いつでも どこでも

 七月に入り、お盆の季節になりました。八月には旧盆の行事が多いですが、七月の新盆でお勤めされるところもあります。

 日本のお盆は、亡き方や先祖が還ってくるとされ、京都での大文字焼き、長崎での精霊流し、灯籠流しや、花火を上げるなど各地域で様々に行事が行われます。
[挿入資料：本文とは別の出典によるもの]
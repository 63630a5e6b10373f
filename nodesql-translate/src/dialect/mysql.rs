//! MySQL dialect
//!
//! - `GROUP_CONCAT(... SEPARATOR ...)`
//! - no ILIKE; both sides are lower-cased instead
//! - regex match via `REGEXP_LIKE` with an explicit match type

use super::{is_case_insensitive, Dialect, DialectKind, DEFAULT_SEPARATOR};
use crate::types::ValueType;
use nodesql_vocab::nodes;

/// MySQL dialect
#[derive(Clone, Copy, Debug, Default)]
pub struct MySqlDialect;

impl Dialect for MySqlDialect {
    fn kind(&self) -> DialectKind {
        DialectKind::MySql
    }

    fn cast_to(&self, ty: ValueType, expr: &str) -> String {
        let target = match ty {
            ValueType::Double => "DOUBLE",
            ValueType::Decimal => "DECIMAL(65,30)",
            ValueType::Int => "SIGNED",
            // MySQL booleans are TINYINT(1)
            ValueType::Bool => "UNSIGNED",
            ValueType::Date => "DATETIME",
            _ => return expr.to_string(),
        };
        format!("CAST({expr} AS {target})")
    }

    fn group_concat(&self, expr: &str, separator: Option<&str>, distinct: bool) -> String {
        let separator = separator.unwrap_or(DEFAULT_SEPARATOR);
        let distinct = if distinct { "DISTINCT " } else { "" };
        format!("GROUP_CONCAT({distinct}{expr} SEPARATOR {separator})")
    }

    fn ilike(&self, expr: &str, pattern: &str) -> String {
        format!("lower({expr}) LIKE lower({pattern})")
    }

    fn regexp(&self, expr: &str, pattern: &str, flags: Option<&str>) -> String {
        let match_type = if is_case_insensitive(flags) { "i" } else { "c" };
        format!("REGEXP_LIKE({expr}, {pattern}, '{match_type}')")
    }

    fn date_time_tz(&self, alias: &str) -> String {
        format!(
            "DATE_ADD({alias}.{}, INTERVAL {alias}.{} SECOND)",
            nodes::TVALUE,
            nodes::TZOFFSET
        )
    }
}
 また、キュウリや茄子を馬や牛に形どって精霊棚に供えるところもあります。

 キュウリの馬に似せることは、先だった方、先祖方が馬にまたがり早くこの世に帰ってきてほしいという心持ちであり、茄子の牛はゆっくりとあの世に戻るようにという意図があるようです。
 そんな思いから、迎え火や送り火を焚いたり、提灯や切り子燈籠などのお飾りをするなど施され、また一軒一軒の僧侶が盆参りをされたり、施餓鬼という行事を行う宗旨もあります。
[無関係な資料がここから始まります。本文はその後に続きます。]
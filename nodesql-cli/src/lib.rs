//! nodesql CLI library.
//!
//! Command handlers behind the `nodesql` binary: `translate` reads a
//! JSON-encoded value expression plus variable bindings and prints the SQL,
//! `functions` lists the native functions a dialect supports.

pub mod cli;
pub mod commands;
pub mod config;
pub mod error;
pub mod input;

use cli::{Cli, Commands};

/// Dispatch a parsed [`Cli`] to the matching command handler.
pub fn run(cli: Cli) -> error::CliResult<()> {
    let config_path = cli.config.as_deref();

    match cli.command {
        Commands::Translate {
            expr,
            bindings,
            dialect,
            expected_type,
        } => {
            let config = config::resolve(config_path, dialect, expected_type)?;
            commands::translate::run(commands::translate::TranslateOpts {
                expr: expr.as_deref(),
                bindings: bindings.as_deref(),
                config,
            })
        }

        Commands::Functions { dialect } => {
            let config = config::resolve(config_path, dialect, None)?;
            commands::functions::run(config.dialect)
        }
    }
}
 浄土真宗は、阿弥陀如来の本願力回向のおはたらき(南無阿弥陀仏)によって、信心を恵まれ、この世の縁が尽きると浄土に往生し、佛のさとりをひらかせていただくご宗旨です。


「浄土の大菩提心は 願作仏心をすすめしむ すなはち願作仏心を 度衆生心となづけたり」
「度衆生心といふことは 弥陀智願の回向なり 回向の信楽うるひとは 大般涅槃をさとるなり」



 と親鸞聖人が『正像末和讃』でお示しくださいましたように、浄土より、今私にとどいてくださっている阿弥陀如来のはたらき(大菩提心)は、私が往生させていただく(願作仏心)という心持ちにならせていただくのです。

 そして、いのち終わって浄土に生まれるならば、如来と同じさとりをひらかせていただき、すべてのいのちを拯(すく)いたいとの心(度衆生心)を起こして、この世に還り、教化し導くとされます。

 またそのはたらきに、南无阿弥陀佛の名号に遇いえたものは、浄土のさとりへと赴くのです。ですから、先に浄土に往生された方々はお盆という特定の日だけ還ってくるのではなく、いつでもどこでもこの私を願い、育て、導いてくださっているのです。